Day After Report: Battle Ground 38, Tualatin 7
Tualatin LB Jared Ellison compares QBs: Oregon 6A Offensive POY Tim Tawa and @BG_Tigers Gunner Talkington. #360preps pic.twitter.com/2G3OC0oAc3
— Rene Ferran (@ReneJFerranJr) September 10, 2016
Not many players in the region can provide the perspective that Jared Ellison brought after Friday’s game.
The Tualatin senior linebacker was a second-team all-league selection last year, meaning he’s one of the few Timberwolves back this season who went up against West Linn quarterback Tim Tawa, the Oregon 6A Offensive Player of the Year as a junior who’ll play baseball at Stanford after graduation.
On Friday, Ellison faced Battle Ground’s Gunner Talkington, and for him, the comparison between the two seemed appropriate.
“Now that you ask it, they’re really pretty similar quarterbacks,” Ellison said. “Both have great pocket presence, both scramble really well, and they’re both tough to tackle. Both are great quarterbacks.”

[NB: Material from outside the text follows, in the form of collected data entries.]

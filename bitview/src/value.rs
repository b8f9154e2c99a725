//! Logical value types that can be read from and written to a bit field.

use crate::word::Word;

/// Types with a fixed-width integer representation.
///
/// A bit field's storage word is the representation of its value type: a
/// `BitField<_, _, u32>` lives in a `u32`, and a field typed with an
/// enumeration lives in the enumeration's [`Storage`](Self::Storage) word. All
/// shift and mask arithmetic happens on the storage word; `FieldValue` only
/// converts the extracted bits to and from the logical type.
///
/// Every primitive [`Word`] implements this trait as the identity conversion.
///
/// # Enumerations
///
/// Bit fields are read from arbitrary bytes, so
/// [`from_storage`](Self::from_storage) must accept every bit pattern the field
/// can hold. Enumerations used as field types therefore carry a fallback
/// variant holding unrecognized values:
///
/// ```
/// use bitview::prelude::*;
///
/// #[derive(Clone, Copy, Debug, PartialEq, Eq)]
/// enum Filter {
///     Nearest,
///     Linear,
///     Reserved(u16),
/// }
///
/// impl FieldValue for Filter {
///     type Storage = u16;
///
///     fn from_storage(storage: u16) -> Self {
///         match storage {
///             0 => Self::Nearest,
///             1 => Self::Linear,
///             other => Self::Reserved(other),
///         }
///     }
///
///     fn into_storage(self) -> u16 {
///         match self {
///             Self::Nearest => 0,
///             Self::Linear => 1,
///             Self::Reserved(other) => other,
///         }
///     }
/// }
///
/// type FilterField = BitField<4, 2, Filter>;
///
/// assert_eq!(FilterField::get(0b01_0000), Filter::Linear);
/// assert_eq!(FilterField::get(0b11_0000), Filter::Reserved(3));
/// ```
pub trait FieldValue: Copy {
    /// The primitive word holding this value and the fields around it.
    type Storage: Word;

    /// Whether extracted field bits are sign-extended before conversion.
    ///
    /// This is true only for the signed primitive integers. Other value types,
    /// including enumerations stored in a signed word, see the field's bits
    /// zero-extended.
    const SIGN_EXTEND: bool = false;

    /// Converts extracted field bits to the logical value.
    ///
    /// The argument holds at most the field's width of significant bits,
    /// sign-extended if [`SIGN_EXTEND`](Self::SIGN_EXTEND) is set.
    fn from_storage(storage: Self::Storage) -> Self;

    /// Converts the logical value to its representation. Bits beyond the
    /// field's width are discarded when the value is assigned.
    fn into_storage(self) -> Self::Storage;
}

macro_rules! impl_field_value_for_words {
    ($($ty:ty),*) => {$(
        impl FieldValue for $ty {
            type Storage = Self;

            const SIGN_EXTEND: bool = <Self as Word>::SIGNED;

            #[inline(always)]
            fn from_storage(storage: Self) -> Self {
                storage
            }

            #[inline(always)]
            fn into_storage(self) -> Self {
                self
            }
        }
    )*};
}
impl_field_value_for_words!(u8, u16, u32, u64, i8, i16, i32, i64);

Ellison still has to face Tawa once more in Three Rivers League play this year. At least Talkington’s 18-for-27, 259-yard, four-touchdown performance Friday came in a nonleague matchup.
“We knew that he’d be tough,” Ellison said. “We tried to plan for it, but he made some really good plays tonight.”
One in particular starred Ellison as the foil. On a third-and-16 play late in the third quarter, Ellison came unblocked on a middle blitz, and he beelined toward Talkington in the pocket.
Talkington absorbed the contact, slid out of the tackle, then rolled left toward the sideline. Just before crossing the line of scrimmage, he spotted Austin Adams all alone at the 10, and Talkington lofted the ball to Adams for a 37-yard TD pass.
“Just like another day in practice,” Talkington said.
Neither Tawa (6-foot, 175 pounds) nor Talkington (5-10, 185) strike the usual quarterback profile, but while Tawa will trade football for baseball after graduation, Talkington hopes to keep his gridiron career going in college.
He’s talking with Eastern Washington, Central Washington, and Western Oregon, and plans to attend this weekend’s CWU-WOU game.
“Being undersized just puts the fire in the belly to get better,” Talkington said. “I want to show people why I should be there.”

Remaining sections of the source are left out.